What can we learn from this incident and the way it unfolded? Here are some quick lessons to consider:
- God is always watching what you do. Just because He's silent, doesn't mean He approves or endorses.
- God has "seen" it all. There's no sin you can't bring to Him and ask for forgiveness.
- God's forgiveness doesn't mean that all the consequences have been abbreviated or eliminated.
- When you stumble, it's not time to run from God but rather to Him.

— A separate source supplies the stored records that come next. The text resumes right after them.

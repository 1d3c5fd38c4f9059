//! Shared fixtures: sample widgets and a headless session.
#![allow(dead_code)]

use std::any::Any;

use zoomscale::config::{AutoScale, ScalingConfig};
use zoomscale::handlers::ClassId;
use zoomscale::platform::HeadlessBackend;
use zoomscale::resources::{FontDescriptor, FontStyle, ImageData, ImageDescriptor};
use zoomscale::scaling::Rect;
use zoomscale::widget::{FontSlot, ImageSlot, Widget};
use zoomscale::{Display, ZoomLevel};

pub fn zoom(percent: i32) -> ZoomLevel {
    ZoomLevel::new(percent).expect("positive zoom")
}

pub fn exact_config() -> ScalingConfig {
    ScalingConfig {
        auto_scale: AutoScale::Exact,
        auto_scale_on_runtime: true,
    }
}

/// A session on a headless backend whose primary monitor is at
/// `physical` zoom, using the exact auto-scale policy.
pub fn session(physical: i32) -> (Display, HeadlessBackend) {
    session_with(physical, exact_config())
}

pub fn session_with(physical: i32, config: ScalingConfig) -> (Display, HeadlessBackend) {
    let backend = HeadlessBackend::new(physical);
    let display = Display::new(config, backend.platform());
    (display, backend)
}

pub fn body_font() -> FontDescriptor {
    FontDescriptor::new("Segoe UI", 12, FontStyle::NORMAL)
}

pub fn icon() -> ImageDescriptor {
    ImageDescriptor::fixed("icon", ImageData::new(16, 16))
}

/// A plain control with a font and bounds.
pub struct Button {
    pub zoom: ZoomLevel,
    pub font: FontSlot,
    pub bounds: Rect,
}

impl Button {
    pub fn new(zoom: ZoomLevel, font: FontDescriptor) -> Self {
        Self {
            zoom,
            font: FontSlot::custom(font),
            bounds: Rect::new(10, 10, 80, 24),
        }
    }
}

impl Widget for Button {
    fn class(&self) -> ClassId {
        ClassId::CONTROL
    }

    fn zoom(&self) -> ZoomLevel {
        self.zoom
    }

    fn set_zoom(&mut self, zoom: ZoomLevel) {
        self.zoom = zoom;
    }

    fn font_slot(&mut self) -> Option<&mut FontSlot> {
        Some(&mut self.font)
    }

    fn bounds(&mut self) -> Option<&mut Rect> {
        Some(&mut self.bounds)
    }

    fn as_any_mut(&mut self) -> &mut dyn Any {
        self
    }
}

/// An item of a tab folder, of a class defined below `item`.
pub struct TabItem {
    pub class: ClassId,
    pub zoom: ZoomLevel,
    pub image: ImageSlot,
    pub font: FontSlot,
}

impl TabItem {
    pub fn new(class: ClassId, zoom: ZoomLevel) -> Self {
        Self {
            class,
            zoom,
            image: ImageSlot::new(icon()),
            font: FontSlot::system(),
        }
    }
}

impl Widget for TabItem {
    fn class(&self) -> ClassId {
        self.class
    }

    fn zoom(&self) -> ZoomLevel {
        self.zoom
    }

    fn set_zoom(&mut self, zoom: ZoomLevel) {
        self.zoom = zoom;
    }

    fn font_slot(&mut self) -> Option<&mut FontSlot> {
        Some(&mut self.font)
    }

    fn image_slot(&mut self) -> Option<&mut ImageSlot> {
        Some(&mut self.image)
    }

    fn as_any_mut(&mut self) -> &mut dyn Any {
        self
    }
}

/// A composite owning tab items.
pub struct TabFolder {
    pub zoom: ZoomLevel,
    pub font: FontSlot,
    pub bounds: Rect,
    pub items: Vec<TabItem>,
}

impl Widget for TabFolder {
    fn class(&self) -> ClassId {
        ClassId::COMPOSITE
    }

    fn zoom(&self) -> ZoomLevel {
        self.zoom
    }

    fn set_zoom(&mut self, zoom: ZoomLevel) {
        self.zoom = zoom;
    }

    fn font_slot(&mut self) -> Option<&mut FontSlot> {
        Some(&mut self.font)
    }

    fn bounds(&mut self) -> Option<&mut Rect> {
        Some(&mut self.bounds)
    }

    fn for_each_child(&mut self, visit: &mut dyn FnMut(&mut dyn Widget)) {
        for item in &mut self.items {
            visit(item);
        }
    }

    fn as_any_mut(&mut self) -> &mut dyn Any {
        self
    }
}
//! # `GEOHASH(<n><unit>)` type literals
//!
//! The parser walks the source text left to right over byte offsets and every
//! failure carries the absolute offset it was detected at, so callers can point
//! at the offending character in the original statement.
//!
//! ```
//! use geohash_type::literal::parse_type_literal;
//!
//! let sql = "alter table pos add hash geohash(11c 1)";
//! let err = parse_type_literal(sql, 25).unwrap_err();
//!
//! assert_eq!(err.to_string(), "invalid GEOHASH type literal, expected ')' found='1'");
//! assert_eq!(err.position(), Some("alter table pos add hash geohash(11c ".len()));
//! ```

use crate::{
    errors::{GeoHashError, Grammar, Result},
    precision::{GeoHashType, MAX_BITS, MIN_BITS},
};
use log::trace;

const KEYWORD: &str = "geohash";

/// A successfully parsed type literal.
#[derive(Debug, Copy, Clone, PartialEq, Eq)]
pub struct TypeLiteral {
    pub ty: GeoHashType,
    /// Offset just past the closing `)`.
    pub end: usize,
}

#[derive(Debug, Copy, Clone, PartialEq, Eq)]
enum Unit {
    Chars,
    Bits,
}

#[derive(Debug, Copy, Clone, PartialEq, Eq)]
enum State {
    /// Looking for the start of the size token.
    Size,
    /// Inside the size token, which started at the given offset.
    Token(usize),
    /// Looking for `)` after a size token.
    Close { bits: u64, token: usize },
}

fn is_space(b: u8) -> bool { b.is_ascii_whitespace() }

fn is_token_end(b: u8) -> bool { is_space(b) || b == b'(' || b == b')' }

fn char_at(src: &str, pos: usize) -> char { src[pos..].chars().next().unwrap_or('\u{fffd}') }

fn skip_space(src: &[u8], mut pos: usize) -> usize {
    while pos < src.len() && is_space(src[pos]) {
        pos += 1;
    }
    pos
}

/// Parses a literal whose `GEOHASH` keyword starts at byte offset `at`.
///
/// The keyword is matched case-insensitively and may be followed by
/// whitespace before `(`. A keyword with no `(` after it reports a missing
/// precision where the `(` was expected.
pub fn parse_type_literal(src: &str, at: usize) -> Result<TypeLiteral> {
    let bytes = src.as_bytes();
    let kw_end = at + KEYWORD.len();
    if kw_end > bytes.len() || !bytes[at..kw_end].eq_ignore_ascii_case(KEYWORD.as_bytes()) {
        return Err(GeoHashError::grammar(Grammar::ExpectedKeyword, at));
    }
    let open = skip_space(bytes, kw_end);
    if open >= bytes.len() || bytes[open] != b'(' {
        return Err(GeoHashError::grammar(Grammar::MissingPrecision, open));
    }
    parse_precision(src, open)
}

/// Parses the `<digits><unit>)` tail of a literal whose `(` is at byte offset
/// `open`.
pub fn parse_precision(src: &str, open: usize) -> Result<TypeLiteral> {
    debug_assert_eq!(src.as_bytes().get(open), Some(&b'('));
    let bytes = src.as_bytes();
    let mut state = State::Size;
    let mut pos = open + 1;
    loop {
        let b = bytes.get(pos).copied();
        state = match state {
            State::Size => match b {
                Some(b) if is_space(b) => {
                    pos += 1;
                    State::Size
                }
                None | Some(b')') => {
                    return Err(GeoHashError::grammar(Grammar::MissingPrecision, pos));
                }
                Some(_) => State::Token(pos),
            },
            State::Token(start) => match b {
                Some(b) if !is_token_end(b) => {
                    pos += 1;
                    State::Token(start)
                }
                _ => State::Close {
                    bits: size_token(&src[start..pos], start)?,
                    token: start,
                },
            },
            State::Close { bits, token } => match b {
                Some(b) if is_space(b) => {
                    pos += 1;
                    state
                }
                Some(b')') => {
                    let ty = in_range(bits, token)?;
                    trace!("parsed {} at {}..{}", ty, open, pos + 1);
                    return Ok(TypeLiteral { ty, end: pos + 1 });
                }
                Some(_) => {
                    return Err(GeoHashError::grammar(
                        Grammar::UnexpectedChar(char_at(src, pos)),
                        pos,
                    ));
                }
                None => return Err(GeoHashError::grammar(Grammar::MissingClose, pos)),
            },
        };
    }
}

/// Checks that nothing but whitespace follows a literal ending at `end`.
pub fn expect_end(src: &str, end: usize) -> Result<()> {
    let pos = skip_space(src.as_bytes(), end);
    if pos < src.len() {
        Err(GeoHashError::grammar(
            Grammar::TrailingInput(char_at(src, pos)),
            pos,
        ))
    } else {
        Ok(())
    }
}

/// Interprets a size token such as `12c` or `37b`, returning its bit count.
fn size_token(token: &str, start: usize) -> Result<u64> {
    let invalid_size = || GeoHashError::grammar(Grammar::InvalidSize, start);
    let bytes = token.as_bytes();
    if bytes.len() < 2 {
        return Err(invalid_size());
    }
    let (digits, unit) = bytes.split_at(bytes.len() - 1);
    let mut n: u64 = 0;
    for &d in digits {
        if !d.is_ascii_digit() {
            return Err(invalid_size());
        }
        n = n
            .checked_mul(10)
            .and_then(|n| n.checked_add((d - b'0') as u64))
            .ok_or_else(invalid_size)?;
    }
    let unit = match unit[0] {
        b'c' | b'C' => Unit::Chars,
        b'b' | b'B' => Unit::Bits,
        _ => return Err(GeoHashError::grammar(Grammar::InvalidUnits, start)),
    };
    match unit {
        Unit::Chars => n.checked_mul(5).ok_or_else(invalid_size),
        Unit::Bits => Ok(n),
    }
}

fn in_range(bits: u64, position: usize) -> Result<GeoHashType> {
    if bits < MIN_BITS as u64 || bits > MAX_BITS as u64 {
        return Err(GeoHashError::LiteralRange { bits, position });
    }
    GeoHashType::from_bits(bits as i64)
}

I'm sure you see other lessons, but let's close with this reminder from Deuteronomy you would do well to remember whenever you enjoy success from God's hand:
"When you have eaten and are satisfied, praise the Lord your God for the good land he has given you. Be careful that you do not forget the Lord your God, failing to observe his commands, his laws and his decrees that I am giving you this day. Otherwise, when you eat and are satisfied, when you build fine houses and settle down, and when your herds and flocks grow large and your silver and gold increase and all you have is multiplied, then your heart will become proud and you will forget the Lord your God, who brought you out of Egypt, out of the land of slavery" (Deuteronomy 8:10-15).
Have a blessed week!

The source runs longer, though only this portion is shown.